QUEBEC CITY - The two Quebec City men fighting the Quebec City arena management deal are vowing not to give up until a judge annuls the agreement.

The Parti Quebecois sponsored a controversial law to protect the deal between the city and media giant Quebecor from such legal challenges, and it almost tore the caucus apart.

Premier Jean Charest has put off the debate until the fall, and now the men see a window of opportunity.

Alain Miville de Chene and Denis de Belleval are hoping a judge will see it their way - that the NHL is financially precarious, propped up by populist politicians and companies like Quebecor.

Quebecor CEO Pierre Karl Peladeau was clear when questioned last week in committee: he's not paying up front to build the arena, taxpayers are.

Those polled blame a lot of people for delays in construction, including the Charest government.
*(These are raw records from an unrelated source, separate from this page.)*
/*!
  The human readable textual form of instructions is called assembly. One
  instruction per line, `Mnemonic(operand, ..)` with registers spelled `rN`
  and numbers as signed decimals; instructions without operands may drop the
  parentheses. `%` starts a comment that runs to the end of the line.

  Parsing leans on the mnemonic table, a bidirectional map between every
  constructible opcode and its rendered name. The table doubles as the
  authority on which operands an opcode takes, through the opcode's operand
  shape, so arity and operand kinds are checked during parsing rather than
  at encode time.
*/

use std::convert::TryFrom;
use std::fmt;
use std::fmt::{Display, Formatter};

use bimap::BiMap;
use nom::{
  branch::alt,
  character::complete::{alpha1, alphanumeric0, char as one_char, digit1, space0},
  combinator::{map_res, opt, recognize},
  multi::separated_list0,
  sequence::{delimited, pair, preceded, terminated},
  IResult,
};

use crate::alu::{ALUOp, Endianness, Source};
use crate::atomic::AtomicOp;
use crate::class::Class;
use crate::instruction::{operand_shape, Instruction, Operand};
use crate::jump::JumpOp;
use crate::load_store::Size;
use crate::opcode::OpCode;
use crate::register::Register;

/// Every constructible opcode. The mnemonic table and the exhaustive law
/// tests iterate this set.
pub(crate) fn all_opcodes() -> Vec<OpCode> {
  let mut ops = Vec::new();

  let sizes = [Size::Byte, Size::Half, Size::Word, Size::DWord];
  for size in sizes {
    ops.push(OpCode::load_imm(size));
    ops.push(OpCode::load_abs(size));
    ops.push(OpCode::load_ind(size));
    ops.push(OpCode::load_mem(size));
    ops.push(OpCode::store_mem(size));
    ops.push(OpCode::store_imm(size));
    if size != Size::DWord {
      ops.push(OpCode::load_mem_sx(size));
    }
  }

  let flavors = [
    AtomicOp::Add,      AtomicOp::Or,       AtomicOp::And,      AtomicOp::Xor,
    AtomicOp::FetchAdd, AtomicOp::FetchOr,  AtomicOp::FetchAnd, AtomicOp::FetchXor,
    AtomicOp::XChg,     AtomicOp::CmpXChg,
  ];
  for size in [Size::Word, Size::DWord] {
    for flavor in flavors {
      ops.push(OpCode::store_xadd(size).set_atomic_op(flavor));
    }
  }

  let alu_ops = [
    ALUOp::Add, ALUOp::Sub, ALUOp::Mul, ALUOp::Div,  ALUOp::Or,  ALUOp::And,
    ALUOp::LSh, ALUOp::RSh, ALUOp::Mod, ALUOp::Xor,  ALUOp::Mov, ALUOp::ArSh,
  ];
  for class in [Class::ALU, Class::ALU64] {
    for alu in alu_ops {
      for source in [Source::Imm, Source::Reg] {
        ops.push(alu.op(class).set_source(source));
      }
    }
    // Negation has no second operand, so no register-source form.
    ops.push(ALUOp::Neg.op(class));
  }
  ops.push(ALUOp::Swap.op(Class::ALU));
  ops.push(ALUOp::Swap.op(Class::ALU).set_endianness(Endianness::BE));
  ops.push(ALUOp::Swap.op(Class::ALU64));

  let jump_ops = [
    JumpOp::Ja,   JumpOp::JEq,  JumpOp::JGT,  JumpOp::JGE,  JumpOp::JSet,
    JumpOp::JNE,  JumpOp::JSGT, JumpOp::JSGE, JumpOp::Call, JumpOp::Exit,
    JumpOp::JLT,  JumpOp::JLE,  JumpOp::JSLT, JumpOp::JSLE,
  ];
  for class in [Class::Jump, Class::Jump32] {
    for jump in jump_ops {
      if jump.is_unconditional() {
        if class == Class::Jump {
          ops.push(jump.op(class));
        }
      } else {
        for source in [Source::Imm, Source::Reg] {
          ops.push(jump.op(class).set_source(source));
        }
      }
    }
  }

  ops
}

lazy_static! {
  /**
    Mnemonic to opcode, both ways. Building the table also proves that
    rendering is injective over the constructible opcodes: a collision on
    either side aborts.
  */
  pub static ref MNEMONICS: BiMap<String, OpCode> = {
    let mut table = BiMap::new();
    for op in all_opcodes() {
      let name = format!("{}", op);
      if table.insert_no_overwrite(name, op).is_err() {
        unreachable!("Error: two opcodes render as {}", op);
      }
    }
    table
  };
}

// region Parsed syntax

/// An `Either`-like enum to transparently collect source code errors.
#[derive(Clone, Debug, Eq, PartialEq)]
pub enum ParsedSyntax<'a> {
  Instruction(Instruction),
  NotAnOperation {
    line: u32,
    name: &'a str,
  },
  WrongArity {
    line: u32,
    name: &'a str,
    expected: usize,
    got: usize,
  },
  BadOperand {
    line: u32,
    name: &'a str,
    position: usize,
  },
  Malformed {
    line: u32,
  },
}
use ParsedSyntax as Syntax;

impl<'a> Display for ParsedSyntax<'a> {
  fn fmt(&self, f: &mut Formatter<'_>) -> fmt::Result {
    match self {
      Syntax::Instruction(instruction) => {
        write!(f, "{}", instruction)
      }
      Syntax::NotAnOperation { line, name } => {
        write!(f, "Error on line {}: {} is not an operation.", line, name)
      }
      Syntax::WrongArity { line, name, expected, got } => {
        write!(
          f,
          "Error on line {}: {} takes {} operands but was given {}.",
          line, name, expected, got
        )
      }
      Syntax::BadOperand { line, name, position } => {
        write!(
          f,
          "Error on line {}: operand {} of {} has the wrong kind.",
          line, position, name
        )
      }
      Syntax::Malformed { line } => {
        write!(f, "Error on line {}: not an instruction.", line)
      }
    }
  }
}

// endregion

// region Line parsers

#[derive(Clone, Copy, Debug)]
enum Token {
  Reg(Register),
  Num(i64),
}

fn operand(input: &str) -> IResult<&str, Token> {
  alt((
    map_res(
      preceded(one_char('r'), digit1),
      |digits: &str| digits.parse::<u8>().map(|n| Token::Reg(Register::new(n))),
    ),
    map_res(
      recognize(pair(opt(one_char('-')), digit1)),
      |digits: &str| digits.parse::<i64>().map(Token::Num),
    ),
  ))(input)
}

/// `Mnemonic(operand, ..)`, or a bare mnemonic. Mnemonics start with a
/// letter and may contain digits (`Add32`).
fn instruction_line(input: &str) -> IResult<&str, (&str, Option<Vec<Token>>)> {
  terminated(
    pair(
      preceded(space0, recognize(pair(alpha1, alphanumeric0))),
      opt(delimited(
        preceded(space0, one_char('(')),
        separated_list0(preceded(space0, one_char(',')), preceded(space0, operand)),
        preceded(space0, one_char(')')),
      )),
    ),
    space0,
  )(input)
}

// endregion

fn build_instruction<'a>(line: u32, name: &'a str, args: Vec<Token>) -> ParsedSyntax<'a> {
  let opcode = match MNEMONICS.get_by_left(name) {
    Some(op) => *op,
    None => {
      return Syntax::NotAnOperation { line, name };
    }
  };

  let shape = operand_shape(opcode);
  if args.len() != shape.len() {
    return Syntax::WrongArity {
      line,
      name,
      expected: shape.len(),
      got: args.len(),
    };
  }

  let mut instruction = Instruction::with_opcode(opcode);
  for (index, (operand, token)) in shape.iter().zip(&args).enumerate() {
    let position = index + 1;
    match (operand, token) {

      (Operand::Dst, Token::Reg(register)) if register.is_valid() => {
        instruction.dst = *register;
      }

      (Operand::Src, Token::Reg(register)) if register.is_valid() => {
        instruction.src = *register;
      }

      (Operand::Off, Token::Num(number)) => {
        match i16::try_from(*number) {
          Ok(offset) => instruction.offset = offset,
          Err(_)     => return Syntax::BadOperand { line, name, position },
        }
      }

      (Operand::Imm, Token::Num(number)) => {
        // Only the double word load has room for more than 32 bits.
        if !instruction.opcode.is_dword_load() && i32::try_from(*number).is_err() {
          return Syntax::BadOperand { line, name, position };
        }
        instruction.constant = *number;
      }

      _ => {
        return Syntax::BadOperand { line, name, position };
      }
    }
  }

  Syntax::Instruction(instruction)
}

/**
  Parses assembly text into one `ParsedSyntax` per instruction line. Blank
  and comment-only lines produce nothing; every other line produces either
  an instruction or a diagnostic carrying its 1-based line number.
*/
pub fn parse_assembly(text: &str) -> Vec<ParsedSyntax<'_>> {
  let mut parsed = Vec::new();

  for (index, raw_line) in text.lines().enumerate() {
    let line = (index + 1) as u32;
    let code = match raw_line.find('%') {
      Some(start) => &raw_line[..start],
      None        => raw_line,
    };
    if code.trim().is_empty() {
      continue;
    }

    let syntax = match instruction_line(code) {
      Ok(("", (name, args))) => build_instruction(line, name, args.unwrap_or_default()),
      _                      => Syntax::Malformed { line },
    };

    #[cfg(feature = "trace_assembly")]
    println!("line {}: {}", line, syntax);

    parsed.push(syntax);
  }

  parsed
}

/// Assembles a whole program, or reports every bad line at once.
pub fn assemble(text: &str) -> Result<Vec<Instruction>, Vec<String>> {
  let mut program = Vec::new();
  let mut errors = Vec::new();

  for syntax in parse_assembly(text) {
    match syntax {
      Syntax::Instruction(instruction) => program.push(instruction),
      problem                          => errors.push(format!("{}", problem)),
    }
  }

  match errors.is_empty() {
    true  => Ok(program),
    false => Err(errors),
  }
}
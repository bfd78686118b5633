/*!
  Atomic read-modify-write flavors, layered over register stores with the
  `Atomic` addressing mode. Requires kernel 5.12 for everything beyond the
  legacy exclusive add.

  The flavor byte is the value the kernel expects in the instruction's imm
  field: an operation nibble plus the fetch bit 0x01, which makes the
  instruction also return the memory's prior value in the source register.
  Inside the opcode carrier the flavor sits in bits 8..16, above the
  kernel-visible opcode byte; the instruction serializer moves it back into
  imm when producing raw slots.
*/

use strum_macros::Display as StrumDisplay;
use num_enum::{TryFromPrimitive, IntoPrimitive};

/// Mask of the flavor byte: operation nibble plus the fetch bit.
pub(crate) const ATOMIC_FIELD_MASK: u32 = 0xf1;
/// Where the flavor byte sits inside the opcode carrier.
pub(crate) const ATOMIC_SHIFT: u32 = 8;
pub(crate) const ATOMIC_CARRIER_MASK: u32 = 0xff << ATOMIC_SHIFT;

/// Atomic operation flavor.
#[derive(
  StrumDisplay, TryFromPrimitive, IntoPrimitive,
  Clone,        Copy,             Eq,            PartialEq, Debug, Hash
)]
#[repr(u8)]
pub enum AtomicOp {
  /// `*dst += src`. This flavor is the legacy exclusive add.
  Add      = 0x00,
  Or       = 0x40,
  And      = 0x50,
  Xor      = 0xa0,
  FetchAdd = 0x01,
  FetchOr  = 0x41,
  FetchAnd = 0x51,
  FetchXor = 0xa1,
  /// Exchange `src` with `*dst`, returning the prior value.
  XChg     = 0xe1,
  /// Compare `*dst` with `r0`; on match store `src`. Prior value in `r0`.
  CmpXChg  = 0xf1,
  /// Returned by getters invoked on non atomic opcodes.
  Invalid  = 0xff,
}

impl AtomicOp {

  /// True when the instruction returns the memory's prior value.
  pub fn has_fetch(&self) -> bool {
    match self {
      AtomicOp::Invalid => false,
      other             => u8::from(*other) & 0x01 != 0,
    }
  }
}


#[cfg(test)]
mod tests {
  use super::*;

  #[test]
  fn encodings_are_the_kernel_imm_values() {
    assert_eq!(u8::from(AtomicOp::Add),      0x00);
    assert_eq!(u8::from(AtomicOp::Or),       0x40);
    assert_eq!(u8::from(AtomicOp::And),      0x50);
    assert_eq!(u8::from(AtomicOp::Xor),      0xa0);
    assert_eq!(u8::from(AtomicOp::FetchAdd), 0x01);
    assert_eq!(u8::from(AtomicOp::FetchOr),  0x41);
    assert_eq!(u8::from(AtomicOp::FetchAnd), 0x51);
    assert_eq!(u8::from(AtomicOp::FetchXor), 0xa1);
    assert_eq!(u8::from(AtomicOp::XChg),     0xe1);
    assert_eq!(u8::from(AtomicOp::CmpXChg),  0xf1);
  }

  #[test]
  fn sentinel_sits_outside_the_mask() {
    assert_ne!(u8::from(AtomicOp::Invalid) as u32 & !ATOMIC_FIELD_MASK, 0);
  }

  #[test]
  fn fetch_flavors() {
    assert!(!AtomicOp::Add.has_fetch());
    assert!(!AtomicOp::Xor.has_fetch());
    assert!(AtomicOp::FetchAdd.has_fetch());
    assert!(AtomicOp::FetchXor.has_fetch());
    // Exchange flavors always hand back the prior value.
    assert!(AtomicOp::XChg.has_fetch());
    assert!(AtomicOp::CmpXChg.has_fetch());
    assert!(!AtomicOp::Invalid.has_fetch());
  }
}
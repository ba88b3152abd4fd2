pub mod accounts;
pub mod api;
pub mod errors;
pub mod model;
pub mod scope;

pub use accounts::StaticAccounts;
pub use api::{AccountsService, Authorizer};
pub use errors::AuthError;
pub use model::{AccountListing, AccountSpec};
pub use scope::{ScopeAuthorizer, ADMIN_SCOPE};

#[cfg(test)]
mod tests;
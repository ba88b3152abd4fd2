use std::collections::BTreeMap;

use org_core_types::{Account, AccountKind, DEFAULT_NAMESPACE};
use serde::{Deserialize, Serialize};

#[derive(Clone, Debug, Default, PartialEq, Serialize, Deserialize)]
pub struct AccountListing {
    pub accounts: Vec<Account>,
}

/// Configured account together with the bearer token that authenticates it.
#[derive(Clone, Debug, PartialEq, Serialize, Deserialize)]
pub struct AccountSpec {
    pub id: String,
    #[serde(default)]
    pub name: String,
    #[serde(rename = "type", default)]
    pub kind: AccountKind,
    #[serde(default = "default_issuer")]
    pub issuer: String,
    #[serde(default)]
    pub scopes: Vec<String>,
    pub token: String,
    #[serde(default, skip_serializing_if = "BTreeMap::is_empty")]
    pub metadata: BTreeMap<String, String>,
}

fn default_issuer() -> String {
    DEFAULT_NAMESPACE.to_string()
}

impl AccountSpec {
    pub fn account(&self) -> Account {
        Account {
            id: self.id.clone(),
            name: self.name.clone(),
            kind: self.kind,
            issuer: self.issuer.clone(),
            scopes: self.scopes.clone(),
            metadata: self.metadata.clone(),
        }
    }
}
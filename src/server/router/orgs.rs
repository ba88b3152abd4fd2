use axum::{
    extract::{rejection::JsonRejection, State},
    routing::post,
    Json, Router,
};
use org_registry::{OrgRequest, OrgResponse};

use crate::errors::{ServiceError, ServiceResult};
use crate::server::context::CallerContext;
use crate::server::state::ServeState;

pub(crate) fn router() -> Router<ServeState> {
    Router::new()
        .route("/OrgService/Create", post(create_handler))
        .route("/OrgService/Delete", post(delete_handler))
        .route("/OrgService/List", post(list_handler))
}

fn body(payload: Result<Json<OrgRequest>, JsonRejection>) -> ServiceResult<OrgRequest> {
    payload
        .map(|Json(req)| req)
        .map_err(|rejection| ServiceError::BadRequest(rejection.body_text()))
}

async fn create_handler(
    State(state): State<ServeState>,
    CallerContext(ctx): CallerContext,
    payload: Result<Json<OrgRequest>, JsonRejection>,
) -> ServiceResult<Json<OrgResponse>> {
    let req = body(payload)?;
    Ok(Json(state.orgs().create(&ctx, &req).await?))
}

async fn delete_handler(
    State(state): State<ServeState>,
    CallerContext(ctx): CallerContext,
    payload: Result<Json<OrgRequest>, JsonRejection>,
) -> ServiceResult<Json<OrgResponse>> {
    let req = body(payload)?;
    Ok(Json(state.orgs().delete(&ctx, &req).await?))
}

/// Takes no body; any payload sent by the caller is ignored.
async fn list_handler(State(state): State<ServeState>) -> ServiceResult<Json<OrgResponse>> {
    Ok(Json(state.orgs().list().await?))
}
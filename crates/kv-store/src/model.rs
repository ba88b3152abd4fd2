use std::collections::BTreeMap;

use serde::{Deserialize, Serialize};

/// A key/value pair as held by the store. `value` is opaque bytes and is
/// rendered as base64 in JSON.
#[derive(Clone, Debug, PartialEq, Serialize, Deserialize)]
pub struct Record {
    pub key: String,
    #[serde(with = "base64_bytes")]
    pub value: Vec<u8>,
    #[serde(default)]
    pub metadata: BTreeMap<String, serde_json::Value>,
}

impl Record {
    pub fn new(key: impl Into<String>, value: impl Into<Vec<u8>>) -> Self {
        Self {
            key: key.into(),
            value: value.into(),
            metadata: BTreeMap::new(),
        }
    }
}

/// Scan filter; the default lists every record.
#[derive(Clone, Debug, Default, PartialEq, Eq)]
pub struct ListOptions {
    pub prefix: Option<String>,
}

impl ListOptions {
    pub fn prefix(prefix: impl Into<String>) -> Self {
        Self {
            prefix: Some(prefix.into()),
        }
    }
}

mod base64_bytes {
    use base64::{engine::general_purpose::STANDARD, Engine as _};
    use serde::{Deserialize, Deserializer, Serializer};

    pub fn serialize<S: Serializer>(bytes: &[u8], serializer: S) -> Result<S::Ok, S::Error> {
        serializer.serialize_str(&STANDARD.encode(bytes))
    }

    pub fn deserialize<'de, D: Deserializer<'de>>(deserializer: D) -> Result<Vec<u8>, D::Error> {
        let encoded = String::deserialize(deserializer)?;
        STANDARD
            .decode(encoded.as_bytes())
            .map_err(serde::de::Error::custom)
    }
}
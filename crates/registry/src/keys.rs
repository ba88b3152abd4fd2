//! Storage key derivation for organization records.
//!
//! Keys are `orgs.<sanitized-name>`. Sanitizing replaces every `.` in the
//! name with `-`, so the name segment never contains the separator. Two
//! names that differ only by `.` versus `-` (`a.b` and `a-b`) map to the same
//! key; the registry reports the second one as a conflict.

pub const NAMESPACE_PREFIX: &str = "orgs";
pub const SEPARATOR: char = '.';
pub const SEPARATOR_REPLACEMENT: char = '-';

pub fn sanitize(name: &str) -> String {
    name.chars()
        .map(|c| if c == SEPARATOR { SEPARATOR_REPLACEMENT } else { c })
        .collect()
}

pub fn qid(name: &str) -> String {
    format!("{NAMESPACE_PREFIX}{SEPARATOR}{}", sanitize(name))
}

/// Prefix shared by every organization key.
pub fn key_prefix() -> String {
    format!("{NAMESPACE_PREFIX}{SEPARATOR}")
}

#[cfg(test)]
mod tests {
    use super::*;

    const SAMPLES: &[&str] = &[
        "",
        "acme",
        "acme.inc",
        "...",
        "a.b.c.d",
        "déjà.vu",
        "-.-",
        "orgs.acme",
        "trailing.",
    ];

    #[test]
    fn sanitize_removes_separator_and_keeps_length() {
        for name in SAMPLES {
            let out = sanitize(name);
            assert!(!out.contains(SEPARATOR), "{name:?} -> {out:?}");
            assert_eq!(out.chars().count(), name.chars().count());
        }
    }

    #[test]
    fn sanitize_is_idempotent() {
        for name in SAMPLES {
            let once = sanitize(name);
            assert_eq!(sanitize(&once), once);
        }
    }

    #[test]
    fn qid_always_starts_with_prefix() {
        for name in SAMPLES {
            assert!(qid(name).starts_with("orgs."));
            assert!(qid(name).starts_with(&key_prefix()));
        }
        assert_eq!(qid("acme.inc"), "orgs.acme-inc");
    }

    #[test]
    fn separator_and_replacement_collide() {
        assert_eq!(qid("a.b"), qid("a-b"));
    }
}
But Transport Minister Sam Hadad said there is no delay.

"There is no any risk for the arena, the construction work can begin any time, we are working on that with the mayor," he said.

The mayor testified it wouldn't make sense to build without Quebecor. He still wants lawmakers to pass the special law, and get these two off his back.

The would-be plaintiffs say the mayor is deliberately mixing separate issues.

"Build the building, and on another track, find the businesses that are going to go in and operate it,"said Miville de Chene.

It doesn't look like shovels will touch dirt this summer. The mayor's office is waiting to see what the provincial government does in September. Meanwhile, the lawsuit grinds forward.